The point of all that is: I grew up with videogames. I love them. I don’t want to give them up just because they’re not perceived as serious or sophisticated enough. Seeing the supposedly serious and sophisticated people bumble down the forest path and into the open arms of some reactionary darkness, while the “unserious” entertainment form produces an incisive and easily understandable dissection of the relationship between fascism and cosmic horror – and embeds it in a story that is fun, warm, honest and genuine – gives me a spiteful, vindictive sort of joy.
There are only two kinds of monsters in Night in the Woods. There’s the awful void at the center of things, the hole in the world whose presence makes Mae dissociate, gives her migraines and anxieties, makes her suppress her emotions and eventually lash out in anger – and there’s the people who worship and feed it. The emptiness has both a physical location – down in the abandoned mine, inextricably linked to Possum Springs’s economic decline – and a presence in the mind, creeping into dreams, draining hopes, multiplying fears. There’s no need to belabor the point; the effects of capitalism on the body, the mind and the community are interlinked and devastating.
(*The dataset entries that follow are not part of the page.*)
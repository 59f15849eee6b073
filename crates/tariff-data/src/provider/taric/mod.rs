//! EU TARIC realtime provider implementation.
//!
//! Queries the TARIC consultation endpoint for the measures published
//! against a goods code. TARIC returns every measure for the code; origin
//! filtering happens engine-side.
//!
//! Measure type ids follow the TARIC nomenclature: 103 is the third-country
//! duty, the 14x range are tariff preferences, the 55x range are
//! anti-dumping/countervailing duties and 305 is import VAT.

mod models;

use async_trait::async_trait;
use chrono::NaiveDate;
use log::debug;
use reqwest::Client;
use std::time::Duration;

use crate::errors::TariffDataError;
use crate::models::{DutyRate, MeasureType, Region, TariffCode, TariffMeasure, ORIGIN_ALL};
use crate::provider::TariffAuthorityProvider;

use models::{TaricMeasureRow, TaricMeasuresResponse};

const BASE_URL: &str = "https://ec.europa.eu/taxation_customs/dds2/taric/rest/goods";
const PROVIDER_ID: &str = "TARIC";

/// Default HTTP request timeout
const REQUEST_TIMEOUT: Duration = Duration::from_secs(30);

/// EU TARIC realtime tariff provider.
pub struct TaricProvider {
    client: Client,
}

impl TaricProvider {
    /// Create a new TARIC provider.
    pub fn new() -> Self {
        let client = Client::builder()
            .timeout(REQUEST_TIMEOUT)
            .build()
            .unwrap_or_else(|_| Client::new());

        Self { client }
    }

    /// Create a TARIC provider with a custom request timeout.
    pub fn with_timeout(timeout: Duration) -> Self {
        let client = Client::builder()
            .timeout(timeout)
            .build()
            .unwrap_or_else(|_| Client::new());

        Self { client }
    }
}

impl Default for TaricProvider {
    fn default() -> Self {
        Self::new()
    }
}

/// Convert one TARIC measure row into a typed record.
///
/// Two-letter area ids are origin countries; numeric ids are group areas
/// (erga omnes, GSP, ...) which apply to all origins.
fn convert_row(code: &TariffCode, row: &TaricMeasureRow) -> TariffMeasure {
    let area = row.geographical_area.id.trim().to_uppercase();
    let origin_country = if area.len() == 2 && area.chars().all(|c| c.is_ascii_alphabetic()) {
        area.clone()
    } else {
        ORIGIN_ALL.to_string()
    };

    let measure_type = match row.measure_type.id.as_str() {
        "103" | "105" => MeasureType::ThirdCountry,
        "142" | "143" | "145" | "146" => MeasureType::Preferential,
        "551" | "552" | "553" | "554" => MeasureType::AntiDumping,
        "305" => MeasureType::Vat,
        _ => MeasureType::Other,
    };

    TariffMeasure {
        code: code.clone(),
        origin_country,
        geographical_area: area,
        geographical_area_description: row.geographical_area.description.clone(),
        measure_type,
        duty_rate: DutyRate::parse(row.duty_expression.as_deref().unwrap_or_default()),
        valid_from: parse_date(row.start_date.as_deref()),
        valid_to: parse_date(row.end_date.as_deref()),
    }
}

fn parse_date(value: Option<&str>) -> Option<NaiveDate> {
    value.and_then(|v| NaiveDate::parse_from_str(v, "%Y-%m-%d").ok())
}

fn convert_response(code: &TariffCode, response: TaricMeasuresResponse) -> Vec<TariffMeasure> {
    response
        .measures
        .iter()
        .map(|row| convert_row(code, row))
        .collect()
}

#[async_trait]
impl TariffAuthorityProvider for TaricProvider {
    fn id(&self) -> &'static str {
        PROVIDER_ID
    }

    fn region(&self) -> Region {
        Region::Eu
    }

    // The measures endpoint takes the origin as a query parameter, so the
    // response is already restricted to the requested origin.
    fn filters_by_origin(&self) -> bool {
        true
    }

    async fn fetch_measures(
        &self,
        code: &TariffCode,
        origin_country: &str,
    ) -> Result<Vec<TariffMeasure>, TariffDataError> {
        let url = format!(
            "{}/{}/measures?origin={}&lang=en",
            BASE_URL,
            code.as_str(),
            origin_country
        );
        debug!("Fetching TARIC measures for {}", code);

        let response = self.client.get(&url).send().await.map_err(|e| {
            if e.is_timeout() {
                TariffDataError::Timeout {
                    source_id: PROVIDER_ID.to_string(),
                }
            } else {
                TariffDataError::Network(e)
            }
        })?;

        let status = response.status();
        if status.as_u16() == 404 {
            return Err(TariffDataError::CodeNotFound(code.as_str().to_string()));
        }
        if status.as_u16() == 429 {
            return Err(TariffDataError::RateLimited {
                source_id: PROVIDER_ID.to_string(),
            });
        }
        if !status.is_success() {
            return Err(TariffDataError::Upstream {
                source_id: PROVIDER_ID.to_string(),
                status: status.as_u16(),
            });
        }

        let body: TaricMeasuresResponse =
            response.json().await.map_err(|e| TariffDataError::Parse {
                source_id: PROVIDER_ID.to_string(),
                message: e.to_string(),
            })?;

        Ok(convert_response(code, body))
    }
}

#[cfg(test)]
mod tests {
    use super::*;
    use rust_decimal_macros::dec;
    use serde_json::json;

    fn sample_response() -> TaricMeasuresResponse {
        serde_json::from_value(json!({
            "measures": [
                {
                    "measureType": { "id": "103", "description": "Third country duty" },
                    "geographicalArea": { "id": "1011", "description": "ERGA OMNES" },
                    "dutyExpression": "2.50 %",
                    "startDate": "2021-01-01",
                    "endDate": null
                },
                {
                    "measureType": { "id": "142", "description": "Tariff preference" },
                    "geographicalArea": { "id": "TR", "description": "Turkey" },
                    "dutyExpression": "Free",
                    "startDate": "2021-01-01"
                },
                {
                    "measureType": { "id": "552", "description": "Definitive anti-dumping duty" },
                    "geographicalArea": { "id": "CN", "description": "China" },
                    "dutyExpression": "48.50 %"
                }
            ]
        }))
        .unwrap()
    }

    #[test]
    fn test_convert_response_measure_types() {
        let code = TariffCode::normalize("8471300000");
        let measures = convert_response(&code, sample_response());

        assert_eq!(measures.len(), 3);
        assert_eq!(measures[0].measure_type, MeasureType::ThirdCountry);
        assert_eq!(measures[1].measure_type, MeasureType::Preferential);
        assert_eq!(measures[2].measure_type, MeasureType::AntiDumping);
    }

    #[test]
    fn test_group_area_maps_to_all_origins() {
        let code = TariffCode::normalize("8471300000");
        let measures = convert_response(&code, sample_response());

        assert_eq!(measures[0].origin_country, ORIGIN_ALL);
        assert_eq!(measures[0].geographical_area, "1011");
        assert_eq!(measures[1].origin_country, "TR");
        assert_eq!(measures[2].origin_country, "CN");
    }

    #[test]
    fn test_duty_expressions_parsed() {
        let code = TariffCode::normalize("8471300000");
        let measures = convert_response(&code, sample_response());

        assert_eq!(
            measures[0].duty_rate.ad_valorem_percent(),
            Some(dec!(2.50))
        );
        assert!(measures[1].duty_rate.is_free());
        assert_eq!(
            measures[2].duty_rate.ad_valorem_percent(),
            Some(dec!(48.50))
        );
    }

    #[test]
    fn test_reports_origin_filtered_feed() {
        assert!(TaricProvider::new().filters_by_origin());
    }

    #[test]
    fn test_validity_dates_parsed() {
        let code = TariffCode::normalize("8471300000");
        let measures = convert_response(&code, sample_response());

        assert_eq!(
            measures[0].valid_from,
            Some("2021-01-01".parse().unwrap())
        );
        assert_eq!(measures[0].valid_to, None);
    }
}
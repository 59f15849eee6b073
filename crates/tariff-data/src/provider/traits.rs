//! Tariff authority provider trait definition.

use async_trait::async_trait;

use crate::errors::TariffDataError;
use crate::models::{Region, TariffCode, TariffMeasure};

/// Trait for tariff authority providers.
///
/// Implement this trait to add support for a new authority feed. The rate
/// resolver selects a provider by the region it serves and treats the
/// returned measures as the authoritative rate source for that territory.
///
/// # Example
///
/// ```ignore
/// use async_trait::async_trait;
/// use clearfreight_tariff_data::provider::TariffAuthorityProvider;
///
/// struct MyAuthority;
///
/// #[async_trait]
/// impl TariffAuthorityProvider for MyAuthority {
///     fn id(&self) -> &'static str {
///         "MY_AUTHORITY"
///     }
///
///     fn region(&self) -> Region {
///         Region::Eu
///     }
///
///     // ... implement fetch_measures
/// }
/// ```
#[async_trait]
pub trait TariffAuthorityProvider: Send + Sync {
    /// Unique identifier for this authority.
    ///
    /// Should be a constant string like "TARIC", "UK_TRADE_TARIFF".
    /// Used for logging, error attribution and cache keys.
    fn id(&self) -> &'static str;

    /// The customs territory this provider serves.
    fn region(&self) -> Region;

    /// Whether [`fetch_measures`](Self::fetch_measures) restricts its answer
    /// to measures applicable to the requested origin.
    ///
    /// Origin-filtered feeds let the resolver treat group-area preferences
    /// (GSP, EBA, ...) as qualifying for the requested origin even though
    /// they carry the `ALL` origin sentinel. Defaults to unfiltered.
    fn filters_by_origin(&self) -> bool {
        false
    }

    /// Fetch all measures published against a commodity code.
    ///
    /// # Arguments
    ///
    /// * `code` - Normalized 10-digit commodity code
    /// * `origin_country` - ISO-2 origin the caller is interested in; passed
    ///   to authorities that filter server-side, ignored by those that do not
    ///
    /// # Returns
    ///
    /// Every measure the authority publishes for the code, converted into
    /// typed records. Origin filtering and selection happen in the engine,
    /// not here.
    async fn fetch_measures(
        &self,
        code: &TariffCode,
        origin_country: &str,
    ) -> Result<Vec<TariffMeasure>, TariffDataError>;
}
There’s no need to dwell on the “death cult of conservative uncles”, either; they are at once horrifying and pathetic, bound to meaningless, violent rituals to try and appease a thing they don’t understand, but that seems to have absolute power over the town’s fortunes. By day they live among us; by night they put on their robes and hoods. It doesn’t get much plainer.
Because the game is so good, so kind to its characters, and so thoughtful, it was sometimes difficult to play through. Because it connects to so many of my beliefs and experiences, it becomes painful to note the points of divergence. In Possum Springs, the church and the nonspecifically Unitarian pastor are a basically good, if ineffectual presence; to me, Christianity is the main pillar of Polish reactionary nationalism, and an enthusiastic enforcer of bigotry, cruelty and obedience. Mae’s parents are tired, but patient and understanding; mine reacted to me dating the wrong person with threats, lies and escalation (they turned out to be right, eventually, though for the completely wrong reasons). Perhaps worst of all, Mae uses the plural form “pierogies”, which, while widely used and completely valid in American English, is infuriating to a speaker of Polish.
I do love that game though. I wouldn’t bother saying any of this if I didn’t.
I’ve not actually been to the woods since I moved back here. There isn’t much reason to, unless you enjoy mosquito bites and the occasional broken beer bottle; besides, it’s hard for me to go outside at all sometimes. It’s a bit of a walk past the last bus stop, down the steep sloping road that goes down to the tracks, past the last bar and the last all-night liquor store. Still, it’s comforting to think of all the other places out there that are almost precisely but not exactly like this, all the other liquor stores and bus stops and closed-down mines, and all of the other nobodies stuck in nowhere towns.